Sie beantragt, die Landesregierung zu bitten, in allen Fachausschüssen des Landtages zu berichten, mit welchen strukturellen Maßnahmen sie insgesamt und ressortspezifisch der Unterrepräsentanz Ostdeutscher in Führungspositionen der Landesverwaltung begegnen will.

Der Ausschuss für Finanzen befasste sich in der 56. Sitzung am 6. Februar 2019 mit diesem Antrag. Im Verlauf der Sitzung wurde dargelegt, dass die Landesregierung über die beamtenrechtliche Seite und über die Betonung des Vorrangs des Leistungsprinzips ausgiebige Gespräche geführt hat. Es wurde angeführt, dass aus beamtenrechtlicher Zulässigkeitsperspektive vorrangig Artikel 33 des Grundgesetzes gelte, wonach jeder Deutsche nach seiner Eignung, Befähigung und fachlichen Leistung gleichen Zugang zu jedem öffentlichen Amt hat und das Prinzip der Bestenauslese in dem Verfahren das größte Gewicht hat.

Der Ausschuss für Finanzen hat mit 9 : 2 : 0 Stimmen empfohlen, den Antrag abzulehnen. Sehr geehrte Damen und Herren, die Beschlussempfehlung des Ausschusses für Finanzen liegt Ihnen in der Drs. 7/3922 vor. Ich bitte Sie im Namen des Ausschusses für Finanzen um Zustimmung zu der Beschlussempfehlung.

(Zustimmung)

Ich sehe keine Fragen. Dann danke ich Herrn Meister für die Berichterstattung. - In der Debatte sind drei Minuten Redezeit je Fraktion vorgesehen. Für die Landesregierung spricht der Minister Herr Schröder. Herr Minister, Sie haben das Wort.
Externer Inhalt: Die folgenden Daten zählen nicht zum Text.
pub mod crawl;
pub mod dedup;
pub mod extract;
pub mod normalize;
pub mod pacing;
pub mod plan;
pub mod sink;

use crate::browser::BrowserAutomation;
use crate::config::{Config, FailureConfig, SearchConfig, TaskFailureMode};
use crate::constants;
use crate::error::{Result, ScrapeError};
use crate::ledger::{self, LedgerStore};
use crate::types::{Candidate, ProfileId, ProfileRecord, QueryTask};
use chrono::{DateTime, Utc};
use crawl::SearchCrawler;
use extract::DetailExtractor;
use metrics::{counter, histogram};
use pacing::Pacer;
use serde::Serialize;
use sink::IngestionSink;
use std::sync::{Arc, Mutex};
use std::time::Duration;
use tracing::{info, instrument, warn};
use uuid::Uuid;

/// Where a run currently is. `Failed` is terminal; the next trigger starts
/// a brand-new run from `Idle`.
#[derive(Debug, Clone, Copy, PartialEq, Eq, Serialize)]
#[serde(rename_all = "snake_case")]
pub enum RunPhase {
    Idle,
    Planning,
    Crawling,
    Deduping,
    Extracting,
    Ingesting,
    Done,
    Failed,
}

impl RunPhase {
    pub fn is_active(self) -> bool {
        matches!(
            self,
            RunPhase::Planning
                | RunPhase::Crawling
                | RunPhase::Deduping
                | RunPhase::Extracting
                | RunPhase::Ingesting
        )
    }
}

/// Observable state of the current (or most recent) run.
#[derive(Debug, Clone, Serialize)]
pub struct RunStatus {
    pub run_id: Option<Uuid>,
    pub phase: RunPhase,
    pub started_at: Option<DateTime<Utc>>,
    pub finished_at: Option<DateTime<Utc>>,
    pub tasks_total: usize,
    pub tasks_completed: usize,
    pub records_ingested: usize,
    pub last_error: Option<String>,
}

impl RunStatus {
    fn idle() -> Self {
        Self {
            run_id: None,
            phase: RunPhase::Idle,
            started_at: None,
            finished_at: None,
            tasks_total: 0,
            tasks_completed: 0,
            records_ingested: 0,
            last_error: None,
        }
    }
}

/// Shared run-state handle: the trigger surface queries it, the pipeline
/// updates it at stage boundaries. At most one run is active at a time.
#[derive(Clone)]
pub struct RunHandle {
    inner: Arc<Mutex<RunStatus>>,
}

impl Default for RunHandle {
    fn default() -> Self {
        Self::new()
    }
}

impl RunHandle {
    pub fn new() -> Self {
        Self { inner: Arc::new(Mutex::new(RunStatus::idle())) }
    }

    pub fn snapshot(&self) -> RunStatus {
        self.inner.lock().unwrap().clone()
    }

    pub fn is_active(&self) -> bool {
        self.inner.lock().unwrap().phase.is_active()
    }

    /// Claims the handle for a new run. Fails when a run is in flight.
    fn try_begin(&self, run_id: Uuid, started_at: DateTime<Utc>) -> bool {
        let mut status = self.inner.lock().unwrap();
        if status.phase.is_active() {
            return false;
        }
        *status = RunStatus::idle();
        status.run_id = Some(run_id);
        status.phase = RunPhase::Planning;
        status.started_at = Some(started_at);
        true
    }

    fn set_phase(&self, phase: RunPhase) {
        self.inner.lock().unwrap().phase = phase;
    }

    fn set_tasks_total(&self, total: usize) {
        self.inner.lock().unwrap().tasks_total = total;
    }

    fn task_completed(&self) {
        self.inner.lock().unwrap().tasks_completed += 1;
    }

    fn set_records_ingested(&self, count: usize) {
        self.inner.lock().unwrap().records_ingested = count;
    }

    fn finish_done(&self) {
        let mut status = self.inner.lock().unwrap();
        status.phase = RunPhase::Done;
        status.finished_at = Some(Utc::now());
    }

    fn finish_failed(&self, error: &ScrapeError) {
        let mut status = self.inner.lock().unwrap();
        status.phase = RunPhase::Failed;
        status.finished_at = Some(Utc::now());
        status.last_error = Some(error.to_string());
    }
}

/// Result of one complete pipeline run.
#[derive(Debug, Serialize)]
pub struct RunReport {
    pub run_id: Uuid,
    pub tasks_total: usize,
    pub tasks_failed: Vec<String>,
    pub candidates_discovered: usize,
    pub new_candidates: usize,
    pub records_extracted: usize,
    pub failed_extractions: Vec<ProfileId>,
    pub rows_appended: usize,
    pub output_file: Option<String>,
    pub duration_secs: f64,
}

/// Runs the whole crawl–dedup–extract pipeline once.
///
/// Two-phase by design: the full candidate inventory across every query
/// task is collected before the dedup gate runs and before any detail page
/// is fetched. Tasks execute strictly sequentially, paced by the configured
/// randomized delay.
pub async fn run(
    config: &Config,
    browser: &mut dyn BrowserAutomation,
    ledger: Arc<dyn LedgerStore>,
    sink: &IngestionSink,
    handle: &RunHandle,
) -> Result<RunReport> {
    run_with_id(config, browser, ledger, sink, handle, Uuid::new_v4()).await
}

/// Same as [`run`], with a caller-assigned run id (the trigger surface
/// hands the id back to the caller before the run finishes).
#[instrument(skip_all, fields(run_id = %run_id))]
pub async fn run_with_id(
    config: &Config,
    browser: &mut dyn BrowserAutomation,
    ledger: Arc<dyn LedgerStore>,
    sink: &IngestionSink,
    handle: &RunHandle,
    run_id: Uuid,
) -> Result<RunReport> {
    let started_at = Utc::now();
    if !handle.try_begin(run_id, started_at) {
        return Err(ScrapeError::Config("a run is already in progress".to_string()));
    }

    counter!("hrb_pipeline_runs_total").increment(1);
    let t_run = std::time::Instant::now();
    info!("starting run {run_id}");

    match run_phases(config, browser, ledger, sink, handle, run_id, started_at).await {
        Ok(mut report) => {
            report.duration_secs = t_run.elapsed().as_secs_f64();
            histogram!("hrb_pipeline_duration_seconds").record(report.duration_secs);
            handle.finish_done();
            info!(
                "run {run_id} done: {} new of {} discovered, {} rows appended",
                report.new_candidates, report.candidates_discovered, report.rows_appended
            );
            Ok(report)
        }
        Err(e) => {
            counter!("hrb_pipeline_failures_total").increment(1);
            handle.finish_failed(&e);
            Err(e)
        }
    }
}

async fn run_phases(
    config: &Config,
    browser: &mut dyn BrowserAutomation,
    ledger: Arc<dyn LedgerStore>,
    sink: &IngestionSink,
    handle: &RunHandle,
    run_id: Uuid,
    started_at: DateTime<Utc>,
) -> Result<RunReport> {
    // Planning: materialize the immutable query plan and take the ledger
    // snapshot before any crawling starts.
    handle.set_phase(RunPhase::Planning);
    let plan = plan::generate(&constants::JURISDICTIONS, &config.search.keywords);
    handle.set_tasks_total(plan.len());
    info!("planned {} query tasks", plan.len());

    let ingested = ledger::load_ingested_ids(
        ledger.as_ref(),
        &config.ledger.table,
        &config.ledger.id_column_range,
    )
    .await?;
    info!("ledger snapshot holds {} ingested ids", ingested.len());

    // Crawling: build the full candidate inventory, strictly sequentially.
    handle.set_phase(RunPhase::Crawling);
    let pacer = Pacer::new(config.pacing.min_ms, config.pacing.max_ms);
    let mut candidates: Vec<Candidate> = Vec::new();
    let mut tasks_failed: Vec<String> = Vec::new();

    for task in &plan {
        let t_task = std::time::Instant::now();
        match crawl_with_policy(browser, &config.search, &config.failure, task).await {
            Ok(tokens) => {
                for token in &tokens {
                    let (profile_id, detail_url) = normalize::normalize(token);
                    candidates.push(Candidate {
                        keyword: task.keyword.clone(),
                        profile_id,
                        detail_url,
                        jurisdiction_name: task.jurisdiction.name.to_string(),
                    });
                }
                counter!("hrb_links_discovered_total").increment(tokens.len() as u64);
            }
            Err(e) => {
                warn!("search task {task} failed: {e}");
                counter!("hrb_search_task_failures_total").increment(1);
                tasks_failed.push(format!("{task}: {e}"));
            }
        }
        histogram!("hrb_search_task_duration_seconds").record(t_task.elapsed().as_secs_f64());
        handle.task_completed();
        pacer.wait().await;
    }
    let candidates_discovered = candidates.len();

    // Deduping: drop ledger-known ids and intra-batch repeats.
    handle.set_phase(RunPhase::Deduping);
    let new_candidates = dedup::filter_new(candidates, &ingested);
    info!(
        "{} of {} discovered candidates are new",
        new_candidates.len(),
        candidates_discovered
    );

    // Extracting: per-identifier isolation — a failing detail page is
    // recorded and retried naturally on a later run, never aborting the batch.
    handle.set_phase(RunPhase::Extracting);
    let mut records: Vec<ProfileRecord> = Vec::new();
    let mut failed_extractions: Vec<ProfileId> = Vec::new();
    for candidate in &new_candidates {
        let mut extractor = DetailExtractor::new(&mut *browser, &config.search.detail);
        match extractor.extract(candidate).await {
            Ok(record) => records.push(record),
            Err(e) => {
                warn!("extraction failed for {}: {e}", candidate.profile_id);
                counter!("hrb_extraction_failures_total").increment(1);
                failed_extractions.push(candidate.profile_id.clone());
            }
        }
    }
    counter!("hrb_records_extracted_total").increment(records.len() as u64);

    // Ingesting.
    handle.set_phase(RunPhase::Ingesting);
    let summary = sink.ingest(&records, started_at).await?;
    handle.set_records_ingested(records.len());

    Ok(RunReport {
        run_id,
        tasks_total: plan.len(),
        tasks_failed,
        candidates_discovered,
        new_candidates: new_candidates.len(),
        records_extracted: records.len(),
        failed_extractions,
        rows_appended: summary.rows_appended,
        output_file: summary.output_file,
        duration_secs: 0.0,
    })
}

/// Applies the configured per-task failure policy: bounded retries with
/// exponential backoff, or a single attempt whose failure is skipped and
/// logged by the caller.
async fn crawl_with_policy(
    browser: &mut dyn BrowserAutomation,
    search: &SearchConfig,
    failure: &FailureConfig,
    task: &QueryTask,
) -> Result<Vec<String>> {
    let mut attempt: u32 = 1;
    loop {
        let mut crawler = SearchCrawler::new(&mut *browser, search);
        match crawler.execute_query(task).await {
            Ok(tokens) => return Ok(tokens),
            Err(e) => match failure.on_task_error {
                TaskFailureMode::Skip => return Err(e),
                TaskFailureMode::Retry => {
                    if attempt >= failure.max_attempts {
                        return Err(e);
                    }
                    let backoff = failure.base_delay_ms.saturating_mul(1 << (attempt - 1));
                    warn!(
                        "search task {task} attempt {attempt}/{} failed, retrying in {backoff}ms: {e}",
                        failure.max_attempts
                    );
                    tokio::time::sleep(Duration::from_millis(backoff)).await;
                    attempt += 1;
                }
            },
        }
    }
}
use crate::browser::HttpBrowser;
use crate::config::Config;
use crate::ledger::{LedgerStore, SheetsLedger};
use crate::pipeline::{self, sink::IngestionSink, RunHandle};
use axum::{
    http::{Method, StatusCode},
    response::{IntoResponse, Json},
    routing::{get, post},
    Extension, Router,
};
use chrono::{DateTime, Duration as ChronoDuration, Timelike, Utc};
use hyper::Server;
use std::net::SocketAddr;
use std::sync::Arc;
use tower::ServiceBuilder;
use tower_http::cors::{Any, CorsLayer};
use tracing::{error, info};
use uuid::Uuid;

#[derive(Clone)]
pub struct AppState {
    pub config: Arc<Config>,
    pub handle: RunHandle,
}

/// Health check endpoint
async fn health() -> impl IntoResponse {
    Json(serde_json::json!({
        "status": "healthy",
        "service": "hrb-scraper",
        "version": env!("CARGO_PKG_VERSION")
    }))
}

/// Run-state handle: current (or most recent) run's phase and counts.
async fn status(Extension(state): Extension<AppState>) -> impl IntoResponse {
    Json(state.handle.snapshot())
}

/// Starts one pipeline run in the background. The caller gets the run id
/// immediately; progress is available via `/status`. A trigger while a run
/// is in flight is rejected.
async fn trigger(Extension(state): Extension<AppState>) -> impl IntoResponse {
    if state.handle.is_active() {
        return (
            StatusCode::CONFLICT,
            Json(serde_json::json!({ "error": "a run is already in progress" })),
        )
            .into_response();
    }
    let run_id = Uuid::new_v4();
    spawn_run(state, run_id);
    (
        StatusCode::ACCEPTED,
        Json(serde_json::json!({ "status": "accepted", "run_id": run_id })),
    )
        .into_response()
}

fn spawn_run(state: AppState, run_id: Uuid) {
    tokio::spawn(async move {
        let mut browser = HttpBrowser::new();
        let ledger: Arc<dyn LedgerStore> =
            Arc::new(SheetsLedger::from_config(&state.config.ledger));
        let sink = IngestionSink::Ledger {
            store: ledger.clone(),
            table: state.config.ledger.table.clone(),
        };
        match pipeline::run_with_id(
            &state.config,
            &mut browser,
            ledger,
            &sink,
            &state.handle,
            run_id,
        )
        .await
        {
            Ok(report) => info!(
                "run {run_id} finished: {} rows appended, {} tasks failed",
                report.rows_appended,
                report.tasks_failed.len()
            ),
            Err(e) => error!("run {run_id} failed: {e}"),
        }
    });
}

/// Create the HTTP server with all routes
pub fn create_server(state: AppState) -> Router {
    let cors = CorsLayer::new()
        .allow_origin(Any)
        .allow_methods([Method::GET, Method::POST])
        .allow_headers(Any);

    Router::new()
        .route("/health", get(health))
        .route("/status", get(status))
        .route("/run", post(trigger))
        .layer(Extension(state))
        .layer(ServiceBuilder::new().layer(cors))
}

/// Seconds until the next wall-clock occurrence of the given minute of hour.
fn secs_until_minute(minute_of_hour: u32, now: DateTime<Utc>) -> u64 {
    let this_hour = now
        .with_minute(minute_of_hour)
        .and_then(|t| t.with_second(0))
        .and_then(|t| t.with_nanosecond(0))
        .unwrap_or(now);
    let target = if this_hour > now {
        this_hour
    } else {
        this_hour + ChronoDuration::hours(1)
    };
    (target - now).num_seconds().max(1) as u64
}

/// Recurring trigger at a fixed minute of every hour, disabled by default.
/// A tick that lands while a run is in flight is skipped.
fn start_scheduler(state: AppState) {
    let minute = state.config.scheduler.minute_of_hour;
    info!("scheduler enabled: triggering at minute {minute} of every hour");
    tokio::spawn(async move {
        loop {
            let wait = secs_until_minute(minute, Utc::now());
            tokio::time::sleep(std::time::Duration::from_secs(wait)).await;
            if state.handle.is_active() {
                info!("scheduler tick skipped: a run is already in progress");
                continue;
            }
            let run_id = Uuid::new_v4();
            info!("scheduler tick: starting run {run_id}");
            spawn_run(state.clone(), run_id);
        }
    });
}

/// Start the HTTP trigger server on the configured port
pub async fn start_server(config: Arc<Config>) -> Result<(), Box<dyn std::error::Error>> {
    let port = config.server.port;
    let state = AppState { config: config.clone(), handle: RunHandle::new() };

    if config.scheduler.enabled {
        start_scheduler(state.clone());
    }

    let app = create_server(state);
    let addr = SocketAddr::from(([0, 0, 0, 0], port));

    println!("🚀 HTTP server running on http://localhost:{port}");
    println!("💚 Health check: http://localhost:{port}/health");
    println!("📊 Run status:   http://localhost:{port}/status");

    Server::bind(&addr).serve(app.into_make_service()).await?;

    Ok(())
}
use crate::constants::{DETAIL_BASE_URL, LINK_PREFIX, LINK_SUFFIX};
use crate::types::ProfileId;

/// Turns a raw listing href into the canonical announcement id and its
/// detail URL. Pure and total: when the script-call wrapper is absent the
/// strip is a no-op rather than a failure — carried as-is from the source
/// site's link format, where every listing href is a NeuFenster(...) call.
/// No escaping, trimming or validation is applied.
pub fn normalize(raw_token: &str) -> (ProfileId, String) {
    let id = raw_token.strip_prefix(LINK_PREFIX).unwrap_or(raw_token);
    let id = id.strip_suffix(LINK_SUFFIX).unwrap_or(id);
    let detail_url = format!("{DETAIL_BASE_URL}?{id}");
    (ProfileId(id.to_string()), detail_url)
}

#[cfg(test)]
mod tests {
    use super::*;

    #[test]
    fn strips_the_script_call_wrapper() {
        let (id, url) = normalize("javascript:NeuFenster('HRB123')");
        assert_eq!(id, ProfileId::from("HRB123"));
        assert_eq!(
            url,
            "https://www.handelsregisterbekanntmachungen.de/skripte/hrb.php?HRB123"
        );
    }

    #[test]
    fn unwrapped_tokens_pass_through_unchanged() {
        let (id, url) = normalize("rb_id=4711&land=by");
        assert_eq!(id, ProfileId::from("rb_id=4711&land=by"));
        assert_eq!(
            url,
            "https://www.handelsregisterbekanntmachungen.de/skripte/hrb.php?rb_id=4711&land=by"
        );
    }

    #[test]
    fn partial_wrappers_strip_only_what_is_present() {
        let (id, _) = normalize("javascript:NeuFenster('HRB123");
        assert_eq!(id, ProfileId::from("HRB123"));
        let (id, _) = normalize("HRB123')");
        assert_eq!(id, ProfileId::from("HRB123"));
    }

    #[test]
    fn no_trimming_is_applied() {
        let (id, _) = normalize("javascript:NeuFenster(' HRB123 ')");
        assert_eq!(id, ProfileId::from(" HRB123 "));
    }
}
use thiserror::Error;

#[derive(Error, Debug)]
pub enum ScrapeError {
    #[error("navigation to '{url}' failed: {message}")]
    Navigation { url: String, message: String },

    #[error("selector not found: {0}")]
    SelectorNotFound(String),

    #[error("ledger authentication failed: {0}")]
    Authentication(String),

    #[error("transient network error: {0}")]
    TransientNetwork(String),

    #[error("HTTP request failed: {0}")]
    Http(#[from] reqwest::Error),

    #[error("JSON deserialization failed: {0}")]
    Json(#[from] serde_json::Error),

    #[error("TOML deserialization failed: {0}")]
    Toml(#[from] toml::de::Error),

    #[error("I/O error: {0}")]
    Io(#[from] std::io::Error),

    #[error("Configuration error: {0}")]
    Config(String),

    #[error("ledger error: {message}")]
    Ledger { message: String },
}

pub type Result<T> = std::result::Result<T, ScrapeError>;
use std::fs;
use tracing_subscriber::{fmt, prelude::*, EnvFilter};

/// Initializes the logging system with both console and file output.
pub fn init_logging() {
    // Ensure logs directory exists
    let _ = fs::create_dir_all("logs");

    // Create a non-blocking file appender for daily log rotation
    let file_appender = tracing_appender::rolling::daily("logs", "scraper.log");
    let (non_blocking_writer, _guard) = tracing_appender::non_blocking(file_appender);

    // Create a JSON layer for file logging
    let file_layer = fmt::layer().json().with_writer(non_blocking_writer);

    // Create a formatted layer for console logging
    let console_layer = fmt::layer().with_writer(std::io::stdout);

    // Set the global default subscriber
    tracing_subscriber::registry()
        .with(EnvFilter::from_default_env().add_directive("hrb_scraper=info".parse().unwrap()))
        .with(file_layer)
        .with(console_layer)
        .init();

    // We need to keep the guard in scope to ensure logs are flushed on exit
    std::mem::forget(_guard);
}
Danke schön, Herr Präsident. - Meine sehr verehrten Damen und Herren! Ich mache es kurz. Wir haben, was die Einschätzung betrifft, im Ausschuss viel darüber gesprochen, auch dazu, wie wir die Aussagen des Ministerpräsidenten an dieser Stelle bewertet haben. Da gab es große Unterschiede zwischen den Koalitionsfraktionen und den Ausführungen der Antragstellerin.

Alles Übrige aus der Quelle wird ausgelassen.